A rare phenomenon discovered by quantum scientists may hold the key to creating a ‘perfect switch’ in quantum devices that can switch between being an insulator and a superconductor. The study, led by the University of Bristol and published in Science, discovered that these two opposing electronic states exist within purple bronze, a one-dimensional metal made up of individual conducting chains of atoms.
Tiny changes in the material, such as those caused by a small stimulus such as heat or light, can cause an instant transition from an insulator with zero conductivity to a superconductor with unlimited conductivity, and vice versa. This polarized versatility, referred to as ’emergent symmetry,’ has the potential to provide an ideal On/Off switch in future quantum technology developments.
Lead author Nigel Hussey, Professor of Physics at the University of Bristol, said: “It’s a really exciting discovery which could provide a perfect switch for quantum devices of tomorrow. The remarkable journey started 13 years ago in my lab when two Ph.D. students, Xiaofeng Xu, and Nick Wakeham, measured the magnetoresistance – the change in resistance caused by a magnetic field – of purple bronze.”
Finding no coherent explanation for this puzzling behavior, the data lay dormant and published unpublished for the next seven years. A hiatus like this is unusual in quantum research, though the reason for it was not a lack of statistics.
Prof Hussey
The resistance of purple bronze was highly dependent on the direction in which the electrical current was introduced in the absence of a magnetic field. Its temperature dependence was also somewhat complex. The resistance is metallic at room temperature, but as the temperature drops, the resistance reverses and the material appears to become an insulator. The resistance then plummets again at the lowest temperatures as it transitions into a superconductor. Despite this complexity, magnetoresistance was discovered to be extremely simple. It was essentially the same regardless of which way the current or field was aligned, and it followed a perfect linear temperature dependence all the way from room temperature to the superconducting transition temperature.
“Finding no coherent explanation for this puzzling behavior, the data lay dormant and published unpublished for the next seven years. A hiatus like this is unusual in quantum research, though the reason for it was not a lack of statistics,” Prof Hussey explained.
“Such simplicity in the magnetic response invariably belies a complex origin and as it turns out, its possible resolution would only come about through a chance encounter.”
In 2017, Prof Hussey was working at Radboud University and saw advertised a seminar by physicist Dr Piotr Chudzinski on the subject of purple bronze. At the time few researchers were devoting an entire seminar to this little-known material, so his interest was piqued.

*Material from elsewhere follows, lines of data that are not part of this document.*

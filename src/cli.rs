//! CLI definition and dispatch.

use clap::{Parser, Subcommand};
use std::io::Write;
use std::path::{Path, PathBuf};
use std::process::ExitCode;

use crate::adapters::csv_adapter::CsvFillSource;
use crate::adapters::file_config_adapter::FileConfigAdapter;
use crate::adapters::json_report_adapter::JsonReportAdapter;
use crate::adapters::nse_classifier::NseSymbolClassifier;
use crate::domain::config_validation::validate_config;
use crate::domain::error::TradebookError;
use crate::domain::matching::{self, MatchOutcome};
use crate::domain::normalizer;
use crate::domain::report::{self, AnalysisConfig, Report};
use crate::domain::trade::MatchedTrade;
use crate::ports::config_port::ConfigPort;
use crate::ports::fill_port::FillSource;
use crate::ports::report_port::ReportPort;

pub const DEFAULT_OUTPUT: &str = "report.json";

#[derive(Parser, Debug)]
#[command(name = "tradebook", about = "F&O tradebook matcher and performance analyzer")]
pub struct Cli {
    #[command(subcommand)]
    pub command: Command,
}

#[derive(Subcommand, Debug)]
pub enum Command {
    /// Match fills and write the full performance report as JSON
    Analyze {
        #[arg(short, long)]
        input: PathBuf,
        #[arg(short, long)]
        config: Option<PathBuf>,
        #[arg(short, long)]
        output: Option<PathBuf>,
        #[arg(long)]
        pretty: bool,
        /// Histogram bin count, overrides [analysis] histogram_bins
        #[arg(long)]
        bins: Option<usize>,
    },
    /// Print matched round trips as CSV on stdout
    Match {
        #[arg(short, long)]
        input: PathBuf,
        #[arg(short, long)]
        config: Option<PathBuf>,
    },
    /// Validate a configuration file
    Validate {
        #[arg(short, long)]
        config: PathBuf,
    },
}

pub fn run(cli: Cli) -> ExitCode {
    match cli.command {
        Command::Analyze {
            input,
            config,
            output,
            pretty,
            bins,
        } => run_analyze(&input, config.as_ref(), output.as_ref(), pretty, bins),
        Command::Match { input, config } => run_match(&input, config.as_ref()),
        Command::Validate { config } => run_validate(&config),
    }
}

pub fn load_config(path: &PathBuf) -> Result<FileConfigAdapter, ExitCode> {
    FileConfigAdapter::from_file(path).map_err(|err| {
        eprintln!("error: {err}");
        ExitCode::from(&err)
    })
}

/// Typed analysis settings from an optional config file, with CLI overrides
/// applied last.
pub fn build_analysis_config(
    config: Option<&dyn ConfigPort>,
    bins_override: Option<usize>,
) -> Result<AnalysisConfig, TradebookError> {
    let mut analysis = match config {
        Some(c) => AnalysisConfig::from_config(c)?,
        None => AnalysisConfig::default(),
    };
    if let Some(bins) = bins_override {
        if bins == 0 {
            return Err(TradebookError::ConfigInvalid {
                section: "analysis".into(),
                key: "histogram_bins".into(),
                reason: "--bins must be at least 1".into(),
            });
        }
        analysis.histogram_bins = bins;
    }
    Ok(analysis)
}

/// Output path and formatting: CLI flags win over `[report]`.
pub fn resolve_report_settings(
    config: Option<&dyn ConfigPort>,
    output: Option<&PathBuf>,
    pretty: bool,
) -> (PathBuf, bool) {
    let output = output.cloned().unwrap_or_else(|| {
        config
            .and_then(|c| c.get_string("report", "output"))
            .map(PathBuf::from)
            .unwrap_or_else(|| PathBuf::from(DEFAULT_OUTPUT))
    });
    let pretty = pretty || config.is_some_and(|c| c.get_bool("report", "pretty", false));
    (output, pretty)
}

/// Load fills from `source` and run the whole pipeline.
pub fn analyze_source(
    source: &dyn FillSource,
    config: &AnalysisConfig,
) -> Result<Report, TradebookError> {
    let fills = source.load_fills()?;
    report::analyze(&source.source_name(), &fills, &NseSymbolClassifier::new(), config)
}

fn run_analyze(
    input: &Path,
    config_path: Option<&PathBuf>,
    output_path: Option<&PathBuf>,
    pretty: bool,
    bins: Option<usize>,
) -> ExitCode {
    // Stage 1: Load config
    let adapter = match config_path {
        Some(path) => {
            eprintln!("Loading config from {}", path.display());
            match load_config(path) {
                Ok(a) => Some(a),
                Err(code) => return code,
            }
        }
        None => None,
    };
    let config = adapter.as_ref().map(|a| a as &dyn ConfigPort);

    let analysis = match build_analysis_config(config, bins) {
        Ok(c) => c,
        Err(e) => {
            eprintln!("error: {e}");
            return (&e).into();
        }
    };
    let (output, pretty) = resolve_report_settings(config, output_path, pretty);

    // Stage 2: Read, match and aggregate
    eprintln!("Analyzing {}", input.display());
    let source = CsvFillSource::new(input.to_path_buf());
    let report = match analyze_source(&source, &analysis) {
        Ok(r) => r,
        Err(e) => {
            eprintln!("error: {e}");
            return (&e).into();
        }
    };

    // Stage 3: Console summary
    print_summary(&report);

    // Stage 4: Write report
    match JsonReportAdapter::new(pretty).write(&report, &output) {
        Ok(()) => {
            eprintln!("\nReport written to: {}", output.display());
            ExitCode::SUCCESS
        }
        Err(e) => {
            eprintln!("error: failed to write report: {e}");
            (&e).into()
        }
    }
}

pub fn print_summary(report: &Report) {
    let meta = &report.metadata;
    let s = &report.summary;
    let r = &report.risk;

    eprintln!("\n=== Summary ===");
    if let (Some(first), Some(last)) = (meta.first_trade_date, meta.last_trade_date) {
        eprintln!("Period:           {} to {} ({} days)", first, last, meta.period_days);
    }
    eprintln!("Net P&L:          {:.2}", s.total_pnl);
    eprintln!("Total Trades:     {}", s.total_trades);
    eprintln!("Win Rate:         {:.1}%", s.win_rate * 100.0);
    eprintln!("Avg Winner:       {:.2}", s.avg_winner);
    eprintln!("Avg Loser:        {:.2}", s.avg_loser);
    eprintln!("Profit Factor:    {:.2}", r.profit_factor);
    eprintln!("Win/Loss Ratio:   {:.2}", r.win_loss_ratio);
    eprintln!("Expectancy:       {:.2}", r.expectancy);
    eprintln!("Sharpe Ratio:     {:.2}", r.sharpe_ratio);
    eprintln!("Sortino Ratio:    {:.2}", r.sortino_ratio);
    eprintln!(
        "Max Drawdown:     -{:.2} (-{:.1}%)",
        r.max_drawdown, r.max_drawdown_pct
    );
    eprintln!("Recovery Factor:  {:.2}", r.recovery_factor);
    eprintln!(
        "Streaks:          {} wins / {} losses",
        r.max_consecutive_wins, r.max_consecutive_losses
    );

    let underlyings = &report.breakdowns.underlyings;
    if !underlyings.is_empty() {
        eprintln!("\n=== Per-Underlying Summary ===");
        for row in underlyings {
            let pnl_sign = if row.stats.total_pnl >= 0.0 { "+" } else { "" };
            eprintln!(
                "  {}:  {} trades, {:.1}% win rate, {}{:.0}",
                row.underlying,
                row.stats.trades,
                row.stats.win_rate * 100.0,
                pnl_sign,
                row.stats.total_pnl,
            );
        }
    }

    if report.open_positions.count > 0 {
        eprintln!(
            "\nOpen positions:   {} (value {:.2})",
            report.open_positions.count, report.open_positions.total_value
        );
    }
    if meta.warning_count > 0 {
        eprintln!("Warnings:         {}", meta.warning_count);
    }
}

/// Normalize and match without aggregating.
pub fn match_source(
    source: &dyn FillSource,
    config: &AnalysisConfig,
) -> Result<MatchOutcome, TradebookError> {
    let fills = source.load_fills()?;
    if fills.is_empty() {
        return Err(TradebookError::EmptyInput {
            source_name: source.source_name(),
        });
    }
    let normalized = normalizer::normalize(&fills, &NseSymbolClassifier::new());
    if normalized.legs.is_empty() {
        return Err(TradebookError::NoValidLegs {
            source_name: source.source_name(),
            rejected: normalized.rejected,
        });
    }
    let mut outcome = matching::match_legs(&normalized.legs, config.matching);
    let mut warnings = normalized.warnings;
    warnings.append(&mut outcome.warnings);
    outcome.warnings = warnings;
    Ok(outcome)
}

pub fn write_trades_csv<W: Write>(trades: &[MatchedTrade], writer: W) -> Result<(), TradebookError> {
    let mut wtr = csv::Writer::from_writer(writer);
    for trade in trades {
        wtr.serialize(trade).map_err(|e| TradebookError::Report {
            reason: format!("failed to write trade CSV: {}", e),
        })?;
    }
    wtr.flush()?;
    Ok(())
}

fn run_match(input: &Path, config_path: Option<&PathBuf>) -> ExitCode {
    let adapter = match config_path {
        Some(path) => match load_config(path) {
            Ok(a) => Some(a),
            Err(code) => return code,
        },
        None => None,
    };
    let analysis = match build_analysis_config(adapter.as_ref().map(|a| a as &dyn ConfigPort), None)
    {
        Ok(c) => c,
        Err(e) => {
            eprintln!("error: {e}");
            return (&e).into();
        }
    };

    let source = CsvFillSource::new(input.to_path_buf());
    let outcome = match match_source(&source, &analysis) {
        Ok(o) => o,
        Err(e) => {
            eprintln!("error: {e}");
            return (&e).into();
        }
    };

    if let Err(e) = write_trades_csv(&outcome.trades, std::io::stdout().lock()) {
        eprintln!("error: {e}");
        return (&e).into();
    }

    eprintln!(
        "{} trades, {} open positions, {} warnings",
        outcome.trades.len(),
        outcome.open_positions.len(),
        outcome.warnings.len()
    );
    for pos in &outcome.open_positions {
        eprintln!(
            "  open {} {} {} @ {:.2} since {}",
            pos.instrument_code, pos.direction, pos.quantity, pos.price, pos.open_date
        );
    }
    ExitCode::SUCCESS
}

fn run_validate(config_path: &PathBuf) -> ExitCode {
    let adapter = match load_config(config_path) {
        Ok(a) => a,
        Err(code) => return code,
    };

    if let Err(e) = validate_config(&adapter) {
        eprintln!("error: {e}");
        return (&e).into();
    }

    let analysis = match AnalysisConfig::from_config(&adapter) {
        Ok(c) => c,
        Err(e) => {
            eprintln!("error: {e}");
            return (&e).into();
        }
    };
    let (output, pretty) = resolve_report_settings(Some(&adapter), None, false);

    eprintln!("Config validated successfully");
    eprintln!(
        "  histogram: {} bins ({:?})",
        analysis.histogram_bins, analysis.histogram_mode
    );
    eprintln!(
        "  annualization factor: {}, risk-free rate: {}",
        analysis.risk.annualization_factor, analysis.risk.risk_free_rate
    );
    eprintln!(
        "  matching: parallel={} threshold={}",
        analysis.matching.parallel, analysis.matching.parallel_threshold
    );
    eprintln!("  report: {} (pretty={})", output.display(), pretty);
    ExitCode::SUCCESS
}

“In the seminar, Chudzinski proposed that the resistive upturn may be caused by interference between conduction electrons and elusive, composite particles known as ‘dark excitons,'” Prof Hussey said. After the seminar, we talked and proposed an experiment to test his theory. The following measurements essentially confirmed it.”
Prof Hussey, encouraged by this success, resurrected Xu and Wakeham’s magnetoresistance data and showed it to Dr Chudzinski. Chudzinski was intrigued by the data’s two central features: linearity with temperature and independence from current and field orientation. He was also intrigued by the fact that the material itself could exhibit both insulating and superconducting behavior depending on how the material was grown.
Dr Chudzinski wondered whether rather than transforming completely into an insulator, the interaction between the charge carriers and the excitons he’d introduced earlier could cause the former to gravitate towards the boundary between the insulating and superconducting states as the temperature is lowered. At the boundary itself, the probability of the system being an insulator or a superconductor is essentially the same.
Prof. Hussey went on to say: “Such physical symmetry is an unusual state of affairs and to develop such symmetry in a metal as the temperature is lowered, hence the term ’emergent symmetry’, would constitute a world-first.”
Physicists are well-versed in the phenomenon of symmetry breaking, which occurs when an electron system’s symmetry is reduced due to cooling. An ice crystal’s complex arrangement of water molecules is an example of broken symmetry. The inverse, on the other hand, is an extremely rare, if not unique, occurrence. Returning to the water/ice analogy, it appears that as the ice cools further, the complexity of the ice crystals ‘melts’ into something as symmetric and smooth as a water droplet.
Dr Chudzinski, now a Research Fellow at Queen’s University Belfast, said: “Imagine a magic trick where a dull, distorted figure transforms into a beautiful, perfectly symmetric sphere. This is, in a nutshell, the essence of emergent symmetry. The figure in question is our material, purple bronze, while our magician is nature itself.”
Another PhD student at Radboud University, Maarten Berben, investigated an additional 100 individual crystals, some insulating and others superconducting, to see if the theory held water.
“After Maarten’s Herculean effort, the story was complete, and the reason why different crystals exhibited such wildly different ground states became apparent,” Prof Hussey added. In the future, this ‘edginess’ could be used to create switches in quantum circuits where tiny stimuli induce profound, orders-of-magnitude changes in switch resistance.”